* _TASK TO COMPLETE_
Stopping right after the line with "use opencode_util::SettingsStore;", please reproduce the material below exactly from its first line.

* _EXCERPTED DATA_
____

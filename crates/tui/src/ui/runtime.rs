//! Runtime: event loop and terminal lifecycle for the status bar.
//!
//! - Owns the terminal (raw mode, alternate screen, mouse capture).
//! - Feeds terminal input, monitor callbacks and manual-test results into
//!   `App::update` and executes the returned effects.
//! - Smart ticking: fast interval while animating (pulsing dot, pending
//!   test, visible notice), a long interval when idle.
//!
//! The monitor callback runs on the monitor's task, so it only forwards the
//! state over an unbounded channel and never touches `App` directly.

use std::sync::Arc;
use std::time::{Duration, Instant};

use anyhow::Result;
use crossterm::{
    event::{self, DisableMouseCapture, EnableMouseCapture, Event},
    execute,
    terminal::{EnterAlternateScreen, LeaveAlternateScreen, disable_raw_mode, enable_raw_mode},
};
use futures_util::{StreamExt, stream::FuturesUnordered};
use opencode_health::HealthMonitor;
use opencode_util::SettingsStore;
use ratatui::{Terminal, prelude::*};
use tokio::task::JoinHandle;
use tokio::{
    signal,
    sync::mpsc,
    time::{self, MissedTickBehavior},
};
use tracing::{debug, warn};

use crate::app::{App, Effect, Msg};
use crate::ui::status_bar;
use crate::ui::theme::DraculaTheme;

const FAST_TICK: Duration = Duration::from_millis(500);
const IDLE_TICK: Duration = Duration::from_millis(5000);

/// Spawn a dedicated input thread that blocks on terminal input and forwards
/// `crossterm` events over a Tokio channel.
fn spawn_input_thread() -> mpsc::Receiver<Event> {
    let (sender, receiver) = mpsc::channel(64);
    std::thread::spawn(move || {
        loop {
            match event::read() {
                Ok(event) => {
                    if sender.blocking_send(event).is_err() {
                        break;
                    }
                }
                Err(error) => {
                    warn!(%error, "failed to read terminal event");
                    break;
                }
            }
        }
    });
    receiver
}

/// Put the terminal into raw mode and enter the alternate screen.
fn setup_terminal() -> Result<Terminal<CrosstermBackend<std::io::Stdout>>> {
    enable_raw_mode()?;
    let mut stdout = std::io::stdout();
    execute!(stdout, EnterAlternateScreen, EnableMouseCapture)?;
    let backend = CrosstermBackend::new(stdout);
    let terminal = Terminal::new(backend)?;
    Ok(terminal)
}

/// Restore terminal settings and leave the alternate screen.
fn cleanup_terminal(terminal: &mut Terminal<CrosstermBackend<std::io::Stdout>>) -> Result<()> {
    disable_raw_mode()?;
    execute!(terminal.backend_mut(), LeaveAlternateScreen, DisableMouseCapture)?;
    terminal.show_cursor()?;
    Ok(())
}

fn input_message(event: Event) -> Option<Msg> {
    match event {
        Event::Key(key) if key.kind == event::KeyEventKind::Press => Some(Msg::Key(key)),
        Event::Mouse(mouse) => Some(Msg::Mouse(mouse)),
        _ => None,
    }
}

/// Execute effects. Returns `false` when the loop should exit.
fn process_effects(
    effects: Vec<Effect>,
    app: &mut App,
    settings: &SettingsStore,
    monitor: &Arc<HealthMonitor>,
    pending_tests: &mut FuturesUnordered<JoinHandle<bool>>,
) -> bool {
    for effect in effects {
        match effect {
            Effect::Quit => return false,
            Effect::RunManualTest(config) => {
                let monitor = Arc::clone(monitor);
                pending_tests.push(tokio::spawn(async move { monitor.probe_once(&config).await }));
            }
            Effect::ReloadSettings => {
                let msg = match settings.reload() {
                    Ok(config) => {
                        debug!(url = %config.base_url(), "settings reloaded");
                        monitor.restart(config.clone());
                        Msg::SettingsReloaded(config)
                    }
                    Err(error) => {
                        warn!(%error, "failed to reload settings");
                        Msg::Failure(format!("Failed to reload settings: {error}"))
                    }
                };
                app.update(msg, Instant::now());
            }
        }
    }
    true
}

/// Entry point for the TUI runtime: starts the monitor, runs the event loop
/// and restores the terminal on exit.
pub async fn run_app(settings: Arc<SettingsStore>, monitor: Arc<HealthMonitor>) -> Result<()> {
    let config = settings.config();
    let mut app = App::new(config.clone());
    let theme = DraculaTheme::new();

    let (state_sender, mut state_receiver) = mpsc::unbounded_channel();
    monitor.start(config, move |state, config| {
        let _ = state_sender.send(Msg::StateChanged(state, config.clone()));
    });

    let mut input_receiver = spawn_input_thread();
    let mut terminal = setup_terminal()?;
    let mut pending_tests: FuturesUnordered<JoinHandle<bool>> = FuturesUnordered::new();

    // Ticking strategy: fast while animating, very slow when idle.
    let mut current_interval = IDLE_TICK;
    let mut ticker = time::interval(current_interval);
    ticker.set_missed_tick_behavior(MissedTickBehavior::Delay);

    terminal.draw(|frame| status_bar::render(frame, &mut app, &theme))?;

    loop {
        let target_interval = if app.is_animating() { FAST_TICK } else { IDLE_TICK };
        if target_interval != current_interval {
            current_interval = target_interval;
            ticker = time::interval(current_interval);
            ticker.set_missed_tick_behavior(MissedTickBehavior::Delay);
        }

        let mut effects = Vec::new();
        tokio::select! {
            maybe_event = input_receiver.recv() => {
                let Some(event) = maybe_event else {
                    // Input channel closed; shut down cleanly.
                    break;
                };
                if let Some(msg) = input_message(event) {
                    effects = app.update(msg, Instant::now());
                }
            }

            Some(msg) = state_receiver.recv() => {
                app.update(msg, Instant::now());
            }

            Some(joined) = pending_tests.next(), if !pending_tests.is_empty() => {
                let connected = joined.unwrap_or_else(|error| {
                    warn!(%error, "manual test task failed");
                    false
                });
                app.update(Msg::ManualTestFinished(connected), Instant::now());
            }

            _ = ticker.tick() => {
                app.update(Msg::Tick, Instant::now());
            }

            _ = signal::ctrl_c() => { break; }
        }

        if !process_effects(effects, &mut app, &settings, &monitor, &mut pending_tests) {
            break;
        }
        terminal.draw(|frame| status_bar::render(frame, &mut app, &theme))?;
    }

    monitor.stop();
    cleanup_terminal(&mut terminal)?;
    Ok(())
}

____

* _REPLY TO THE EXERCISE_
filename crates/tui/src/ui/runtime.rs
//! Runtime: event loop and terminal lifecycle for the status bar.
//!
//! - Owns the terminal (raw mode, alternate screen, mouse capture).
//! - Feeds terminal input, monitor callbacks and manual-test results into
//!   `App::update` and executes the returned effects.
//! - Smart ticking: fast interval while animating (pulsing dot, pending
//!   test, visible notice), a long interval when idle.
//!
//! The monitor callback runs on the monitor's task, so it only forwards the
//! state over an unbounded channel and never touches `App` directly.

use std::sync::Arc;
use std::time::{Duration, Instant};

use anyhow::Result;
use crossterm::{
    event::{self, DisableMouseCapture, EnableMouseCapture, Event},
    execute,
    terminal::{EnterAlternateScreen, LeaveAlternateScreen, disable_raw_mode, enable_raw_mode},
};
use futures_util::{StreamExt, stream::FuturesUnordered};
use opencode_health::HealthMonitor;
use opencode_util::SettingsStore;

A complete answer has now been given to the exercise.